Remplacer la taxe sur l’essence, pas l’abolir

Alors que le prix du carburant fait pomper les automobilistes, certains politiciens voudraient envoyer la taxe sur l’essence à la fourrière. Ce serait faire fausse route.

N’empêche que cette taxe a besoin d’une sérieuse mise au point si on ne veut pas que nos routes tombent en ruines un jour. On y reviendra plus loin.

D’abord, un mot sur l’essence, autour de 2 $ le litre, qui fait un fameux trou dans le portefeuille des automobilistes… et même dans leur réservoir que certains voleurs sans vergogne percent pour s’emparer du carburant. Quelle calamité !

Dans le camp conservateur, les politiciens n’ont pas manqué de réagir à cette flambée à la pompe pour propulser leur cote de popularité.

Le premier ministre de l’Alberta, Jason Kenney, a annoncé une réduction temporaire de la taxe provinciale sur le carburant, une mesure que le chef du Parti conservateur du Québec Éric Duhaime voudrait imiter.

Voilà qui serait bien mal avisé.

D’abord, il ne faut pas prendre une décision en fonction des fluctuations du prix du carburant qui est hautement cyclique. Souvenez-vous que le prix du pétrole a même été négatif au début de la pandémie !

Ensuite, il n’est pas clair que les pétrolières refileraient la baisse aux consommateurs, plutôt que de la garder dans leurs coffres.

Et fondamentalement, l’écofiscalité est l’un de nos meilleurs leviers pour lutter contre le réchauffement climatique. Un levier que nous utilisons fort peu. Le Québec se classe au 31rang parmi 35 pays de l’OCDE lorsqu’on compare le poids des écotaxes sur l’essence1.

Conséquence : les ventes de VUS montent en flèche, ce qui éloigne le Québec de ses cibles de réduction des gaz à effet de serre (GES). Pour l’instant nous avons réussi à diminuer nos émissions de seulement 2,7 % alors qu’on vise une baisse de 37,5 % d’ici 2030, par rapport à 19902.

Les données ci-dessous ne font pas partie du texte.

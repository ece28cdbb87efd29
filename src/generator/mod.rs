mod atomic;
mod basic;
mod interface;
mod lock;
mod status;

pub use atomic::*;
pub use basic::*;
pub use interface::*;
pub use lock::*;
pub use status::*;

use crate::{Error, Result, SnowflakeId};

/// Rejects node IDs that do not fit the 10-bit field.
pub(crate) fn validate_node_id(node_id: u64) -> Result<u64> {
    if node_id > SnowflakeId::max_node_id() {
        return Err(Error::InvalidNodeId { node_id });
    }
    Ok(node_id)
}
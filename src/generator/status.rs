use crate::SnowflakeId;

/// The outcome of one non-blocking generation step.
///
/// [`SnowflakeGenerator::poll_id`] models the two non-error outcomes of ID
/// generation:
///
/// - [`IdGenStatus::Ready`]: a new ID was generated.
/// - [`IdGenStatus::Pending`]: the 4096-ID sequence space for the current
///   millisecond is exhausted; no ID can be produced until the clock advances.
///
/// `Pending` lets callers choose their own backoff (yield, sleep, or an async
/// timer) instead of the busy-wait built into
/// [`SnowflakeGenerator::next_id`].
///
/// # Example
///
/// ```
/// use frostid::{BasicSnowflakeGenerator, IdGenStatus, SystemClock};
///
/// # fn main() -> frostid::Result<()> {
/// let generator = BasicSnowflakeGenerator::new(0, SystemClock)?;
///
/// let id = loop {
///     match generator.poll_id()? {
///         IdGenStatus::Ready { id } => break id,
///         IdGenStatus::Pending { .. } => std::thread::yield_now(),
///     }
/// };
/// assert_eq!(id.node_id(), 0);
/// # Ok(())
/// # }
/// ```
///
/// [`SnowflakeGenerator::poll_id`]: crate::SnowflakeGenerator::poll_id
/// [`SnowflakeGenerator::next_id`]: crate::SnowflakeGenerator::next_id
#[derive(Debug, Clone, Copy, PartialEq, Eq)]
pub enum IdGenStatus {
    /// A unique ID was generated and is ready to use.
    Ready {
        /// The generated Snowflake ID.
        id: SnowflakeId,
    },
    /// The sequence is exhausted for the current millisecond tick.
    Pending {
        /// Milliseconds to wait before polling again. 0 means "retry
        /// immediately" (another thread won a compare-and-swap race).
        yield_for: u64,
    },
}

Manifestement, on fonce dans le mur. Il faut donner un coup de frein. Et vite.

Une piste : hausser significativement le coût de l’immatriculation sur les VUS pour que les acheteurs optent pour un véhicule plus petit, hybride ou électrique.

* * *

Sauf que l’avènement des véhicules électriques pose un autre défi : l’entretien des routes qui est financé par les taxes sur le carburant, par l’entremise du FORT (Fonds des réseaux de transport terrestre).

Or, ce fonds est déjà déficitaire. Plus il y aura de véhicules électriques sur les routes, moins il y aura d’argent pour les entretenir.

Il n’est pas équitable que les propriétaires de véhicules électriques – souvent des gens mieux nantis qui ont bénéficié de subventions à l’achat – profitent gratuitement du réseau routier en laissant la facture à ceux qui roulent à essence.

Non, les véhicules électriques ne polluent pas. Mais ils usent quand même les infrastructures.

Il faut donc songer à remplacer la taxe à la pompe par une taxe kilométrique, une idée qui a déjà été appuyée par la Chambre de commerce du Montréal métropolitain, CAA Québec et le Conseil du patronat.

Il est vrai que cette solution présente des enjeux technologique et politique.

Technologique : mesurer le nombre de kilomètres parcourus en installant un GPS dans les voitures soulève des craintes d’atteinte à la vie privée, tandis que procéder avec une lecture annuelle de l’odomètre serait sujet à la fraude.

Politique : en pleine année électorale, un gouvernement qui a promis de ne pas augmenter les impôts aura peu envie de discuter d’une taxe kilométrique, même s’il ne s’agit pas d’une nouvelle taxe, juste d’un remplacement qui ne changerait rien dans la poche des contribuables, globalement.

Malgré les embûches, il faudra parler de la taxe kilométrique. Sinon, il y aura un gros trou dans le budget du Québec… et beaucoup de trous dans nos chaussées.

1. Consultez l’étude Bilan de la fiscalité au Québec

2. Consultez le document GES 1990-2019 : inventaire québécois des émissions de gaz à effet de serre en 2019 et leur évolution depuis 1990


EN SAVOIR PLUS

32 %
C’est l’augmentation du prix du carburant, en février dernier, qui a contribué à pousser l’inflation à 5,7 %. Du jamais-vu au Canada depuis 30 ans.